Session Type: Abstract Submissions (ACR)
Background/Purpose: Idiopathic inflammatory myopathies are a heterogeneous group of different diseases, classified into four main categories: dermatomyositis, polymyositis, immune-mediated necrotizing myopathy, and sporadic inclusion body myositis. The treatment of polymyositis consists of corticosteroids frequently associated to other immunosuppressive drugs. The obligatory and often severe side effects of these drugs, which have to be taken for several months or years, prompted us to propose alternative treatments, which have to be tested first in experimental animal models. Rapamycin is a known potent immunomodulator with less side effects compared to other immunosuppressants (e.g. ciclosporin). Rapamycin has been used for a decade in transplant patients to prevent graft rejection. In vivo, rapamycin has been described to increase the percentage of regulatory T cells. Our objective was to Study the role of rapamycin in an experimental autoimmune myositis (EAM) model of polymyositis in mouse (Allenbach Y et al. Am J Pathol, 2009, 174, 989-998).
Methods: EAM is induced by 3 injections of myosin coupled with complete Freund’s adjuvant. Mice received rapamycin (1 mg or 3 mg/kg/day) during 25 days starting before myosin immunization (preventive treatment), or during 10 days following the last myosin immunization (curative treatment). Muscle strength and histology, composition of lymphocyte subpopulations, and KLF2 pathway, a transcription factor controlling lymphocyte homing, were studied.
Results: Under preventive or curative treatment, an increase of muscle strength was observed with in parallel a decrease of muscle inflammation, both being well correlated (R2=-0.645, p<0.0001). Rapamycin induced a general decrease in frequency of effector T cells (lymphopenia in draining or non draining lymph nodes and spleen, harmoniously distributed between CD4+ and CD8+ T cells, but sparing B cells), and an increase in frequency of regulatory T cells (CD4+CD25+) in draining lymph nodes (rapamycin 3 mg/kg/day preventively treated mice compared to controls: 16.9±2.2% vs. 9.3±1.4%, p<0.001), which were mostly activated regulatory T cells (CD62LlowCD44high: 58.1±5.78% vs. 33.1±7%, treated vs. untreated, p<0.001).
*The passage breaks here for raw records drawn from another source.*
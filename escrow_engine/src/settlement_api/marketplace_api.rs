use std::fmt::Debug;

use log::*;

use crate::{
    db_types::{Bid, BidId, Cents, Listing, ListingId, ListingStatus, NewListing, NewTransaction},
    settlement_api::{AuctionTimerApi, CreatedTransaction, TransactionFlowApi},
    traits::{
        AuctionTimerStore,
        MarketplaceDatabase,
        NewBid,
        PaymentProcessor,
        SettlementDatabase,
        SettlementError,
    },
};

/// `MarketplaceApi` covers the part of the marketplace that feeds the settlement core: listings, bidding, buy-now and
/// settling ended auctions. Both buy-now and auction settlement end in
/// [`TransactionFlowApi::create_transaction`].
pub struct MarketplaceApi<B, P> {
    db: B,
    flow: TransactionFlowApi<B, P>,
    timers: AuctionTimerApi<B>,
}

impl<B, P> Debug for MarketplaceApi<B, P> {
    fn fmt(&self, f: &mut std::fmt::Formatter<'_>) -> std::fmt::Result {
        write!(f, "MarketplaceApi")
    }
}

impl<B: Clone, P> Clone for MarketplaceApi<B, P> {
    fn clone(&self) -> Self {
        Self { db: self.db.clone(), flow: self.flow.clone(), timers: self.timers.clone() }
    }
}

impl<B: Clone, P> MarketplaceApi<B, P> {
    /// The marketplace shares its storage and clock with `flow`.
    pub fn new(flow: TransactionFlowApi<B, P>, timers: AuctionTimerApi<B>) -> Self {
        Self { db: flow.db().clone(), flow, timers }
    }

    pub fn timers(&self) -> &AuctionTimerApi<B> {
        &self.timers
    }
}

impl<B, P> MarketplaceApi<B, P>
where
    B: MarketplaceDatabase + AuctionTimerStore + SettlementDatabase,
    P: PaymentProcessor,
{
    pub async fn create_listing(&self, listing: NewListing) -> Result<Listing, SettlementError> {
        if listing.seller_id.trim().is_empty() {
            return Err(SettlementError::validation("seller_id", "must not be empty"));
        }
        if listing.title.trim().is_empty() {
            return Err(SettlementError::validation("title", "must not be empty"));
        }
        if !listing.price.is_positive() {
            return Err(SettlementError::validation("price", "must be more than zero"));
        }
        let listing = self.db.insert_listing(ListingId::generate(), listing, self.flow.clock().now()).await?;
        info!("🏷️ Listing {} ({}) created at {}", listing.id, listing.title, listing.price);
        Ok(listing)
    }

    pub async fn listing(&self, id: &ListingId) -> Result<Listing, SettlementError> {
        self.db.fetch_listing(id).await?.ok_or_else(|| SettlementError::ListingNotFound(id.clone()))
    }

    /// Withdraws an active listing and stops its auction, if one is running.
    pub async fn remove_listing(&self, id: &ListingId) -> Result<Listing, SettlementError> {
        let now = self.flow.clock().now();
        let listing = self.db.update_listing_status(id, ListingStatus::Active, ListingStatus::Removed, now).await?;
        self.timers.cancel_timer(id).await?;
        info!("🏷️ Listing {id} removed");
        Ok(listing)
    }

    /// Places a bid on a listing with a running auction. The bid must be at least the list price and beat the current
    /// highest bid. Amounts the fee schedule cannot price are refused.
    pub async fn place_bid(
        &self,
        listing_id: &ListingId,
        bidder_id: &str,
        amount: Cents,
    ) -> Result<Bid, SettlementError> {
        if bidder_id.trim().is_empty() {
            return Err(SettlementError::validation("bidder_id", "must not be empty"));
        }
        if !amount.is_positive() {
            return Err(SettlementError::validation("amount", "must be more than zero"));
        }
        // the winning bid becomes the sale price, so it has to be chargeable
        self.flow.config().fees.calculate(amount)?;
        let listing = self.listing(listing_id).await?;
        if listing.status != ListingStatus::Active {
            return Err(SettlementError::ListingNotActive(listing_id.clone(), listing.status));
        }
        if listing.seller_id == bidder_id {
            return Err(SettlementError::validation("bidder_id", "sellers cannot bid on their own listings"));
        }
        if !self.timers.is_active(listing_id).await {
            return Err(SettlementError::AuctionNotRunning(listing_id.clone()));
        }
        let bid = NewBid {
            id: BidId::generate(),
            listing_id: listing_id.clone(),
            bidder_id: bidder_id.to_string(),
            amount,
            created_at: self.flow.clock().now(),
        };
        let bid = self.db.insert_bid(bid).await?;
        debug!("🏷️ {bidder_id} bid {amount} on {listing_id}");
        Ok(bid)
    }

    pub async fn bids(&self, listing_id: &ListingId) -> Result<Vec<Bid>, SettlementError> {
        let _ = self.listing(listing_id).await?;
        self.db.fetch_bids(listing_id).await
    }

    pub async fn highest_bid(&self, listing_id: &ListingId) -> Result<Option<Bid>, SettlementError> {
        self.db.fetch_highest_bid(listing_id).await
    }

    /// Buy-now at the list price. The listing is marked sold, any auction is stopped and a transaction is created for
    /// the buyer.
    pub async fn purchase(
        &self,
        listing_id: &ListingId,
        buyer_id: &str,
    ) -> Result<CreatedTransaction, SettlementError> {
        let listing = self.listing(listing_id).await?;
        if listing.seller_id == buyer_id {
            return Err(SettlementError::validation("buyer_id", "a seller cannot buy their own item"));
        }
        let new_tx = NewTransaction::new(listing_id.clone(), buyer_id, listing.seller_id.as_str(), listing.price);
        let created = self.sell(&listing, new_tx).await?;
        self.timers.cancel_timer(listing_id).await?;
        Ok(created)
    }

    /// Ended auctions that have bids but no sale yet, including those whose earlier settlement attempt failed.
    pub async fn unsettled_auctions(&self) -> Result<Vec<ListingId>, SettlementError> {
        self.db.fetch_unsettled_auctions().await
    }

    /// Settles an auction that has ended. The highest bidder buys the item at their bid. If nobody bid, the listing
    /// stays active and `None` is returned.
    ///
    /// Safe to call repeatedly: a listing that is already sold (or whose auction is still running) gives `None`.
    pub async fn settle_auction(
        &self,
        listing_id: &ListingId,
    ) -> Result<Option<CreatedTransaction>, SettlementError> {
        let listing = self.listing(listing_id).await?;
        if listing.status != ListingStatus::Active {
            trace!("🏷️ Listing {listing_id} is {}. Nothing to settle.", listing.status);
            return Ok(None);
        }
        if self.timers.is_active(listing_id).await {
            trace!("🏷️ The auction for {listing_id} is still running");
            return Ok(None);
        }
        let Some(winner) = self.db.fetch_highest_bid(listing_id).await? else {
            info!("🏷️ The auction for {listing_id} ended without bids. The listing stays open.");
            return Ok(None);
        };
        let bidder = winner.bidder_id.as_str();
        let new_tx = NewTransaction::new(listing_id.clone(), bidder, listing.seller_id.as_str(), winner.amount);
        match self.sell(&listing, new_tx).await {
            Ok(created) => {
                info!("🏷️ Auction for {listing_id} won by {} at {}", winner.bidder_id, winner.amount);
                Ok(Some(created))
            },
            Err(SettlementError::ListingNotActive(..)) => Ok(None),
            Err(e) => Err(e),
        }
    }

    /// Marks the listing sold and creates the transaction. If the transaction cannot be created, the listing is put
    /// back on sale.
    async fn sell(&self, listing: &Listing, new_tx: NewTransaction) -> Result<CreatedTransaction, SettlementError> {
        let clock = self.flow.clock();
        self.db.update_listing_status(&listing.id, ListingStatus::Active, ListingStatus::Sold, clock.now()).await?;
        match self.flow.create_transaction(new_tx).await {
            Ok(created) => Ok(created),
            Err(e) => {
                warn!("🏷️ Could not create a transaction for listing {}. Putting it back on sale. {e}", listing.id);
                if let Err(revert) = self
                    .db
                    .update_listing_status(&listing.id, ListingStatus::Sold, ListingStatus::Active, clock.now())
                    .await
                {
                    error!("🏷️ Listing {} could not be put back on sale. {revert}", listing.id);
                }
                Err(e)
            },
        }
    }
}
Furthermore, during preventive treatment, rapamycin increased the levels of KLF2 transcript in CD44low CD62Lhigh naive T cell (2,1 ±0,14 vs. 1,05 ±0,09, treated vs. untreated,p<0.05) and in CD62Llow CD44high activated T cell (1,02 ± 0,18 vs. 0,44 ± 0,08, treated vs. untreated, p<0.05).
Conclusion: Rapamycin is an effective treatment for EAM, resulting in a decrease in effector T cells, an increase in regulatory T cells, and upregulation of KFL2 in naive and activated T cells. Those observations suggest that rapamycin may represent an effective new therapeutic approach in patients with polymyositis. This approach may also be beneficial, since a deficiency in regulatory T cells has been reported during polymyositis.